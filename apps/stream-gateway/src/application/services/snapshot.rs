//! Snapshot Seeding
//!
//! Delivers a synthetic event built from the last-known snapshot of each
//! code straight to a client's channel, before the client joins a registry.
//! Ticks are seeded from the futures universe, stock quotes from the stock
//! universe.

use std::marker::PhantomData;
use std::sync::Arc;

use crate::application::ports::MarketDataSource;
use crate::domain::feed::{Code, Seeded};
use crate::domain::registry::{Deliver, Delivery};
use crate::infrastructure::metrics;

/// Seeds newly attached clients of one feed from upstream snapshots.
pub struct SnapshotSeeder<E> {
    source: Arc<dyn MarketDataSource>,
    _feed: PhantomData<fn() -> E>,
}

impl<E: Seeded> SnapshotSeeder<E> {
    /// Create a seeder querying the snapshot universe of `E`.
    #[must_use]
    pub fn new(source: Arc<dyn MarketDataSource>) -> Self {
        Self {
            source,
            _feed: PhantomData,
        }
    }

    /// Deliver one seeded event per code that has a snapshot, in `codes`
    /// order. Codes without a snapshot are skipped; a failed call seeds
    /// nothing. Returns the number of events delivered.
    pub async fn seed<C: Deliver<E>>(&self, codes: &[Code], client: &C) -> usize {
        if codes.is_empty() {
            return 0;
        }

        let snapshots = match self.source.get_snapshot(E::SNAPSHOT, codes).await {
            Ok(snapshots) => snapshots,
            Err(e) => {
                tracing::warn!(
                    client_id = %client.id(),
                    feed = %E::KIND,
                    codes = codes.len(),
                    error = %e,
                    "Snapshot fetch failed, attaching without seed"
                );
                return 0;
            }
        };

        let mut seeded = 0;
        for code in codes {
            let Some(snapshot) = snapshots.get(code) else {
                tracing::debug!(code = %code, "No snapshot for code");
                continue;
            };
            match client.deliver(E::from_snapshot(code.clone(), *snapshot)) {
                Delivery::Delivered => seeded += 1,
                Delivery::Dropped => {
                    tracing::debug!(code = %code, client_id = %client.id(), "Seed event dropped");
                }
                Delivery::Closed => break,
            }
        }
        metrics::record_snapshot_events(seeded);
        seeded
    }
}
——
Task objective - For this task, write out exactly the lines of the entries above, starting at the line with "pub fn new(source: Arc<dyn" and ending at the line with "match client.deliver(E::from_snapshot(code.clone(), *snapshot))", both included, and no others.

Reply to the exercise -
    pub fn new(source: Arc<dyn MarketDataSource>) -> Self {
        Self {
            source,
            _feed: PhantomData,
        }
    }

    /// Deliver one seeded event per code that has a snapshot, in `codes`
    /// order. Codes without a snapshot are skipped; a failed call seeds
    /// nothing. Returns the number of events delivered.
    pub async fn seed<C: Deliver<E>>(&self, codes: &[Code], client: &C) -> usize {
        if codes.is_empty() {
            return 0;
        }

        let snapshots = match self.source.get_snapshot(E::SNAPSHOT, codes).await {
            Ok(snapshots) => snapshots,
            Err(e) => {
                tracing::warn!(
                    client_id = %client.id(),
                    feed = %E::KIND,
                    codes = codes.len(),
                    error = %e,
                    "Snapshot fetch failed, attaching without seed"
                );
                return 0;
            }
        };

        let mut seeded = 0;
        for code in codes {
            let Some(snapshot) = snapshots.get(code) else {
                tracing::debug!(code = %code, "No snapshot for code");
                continue;
            };
            match client.deliver(E::from_snapshot(code.clone(), *snapshot)) {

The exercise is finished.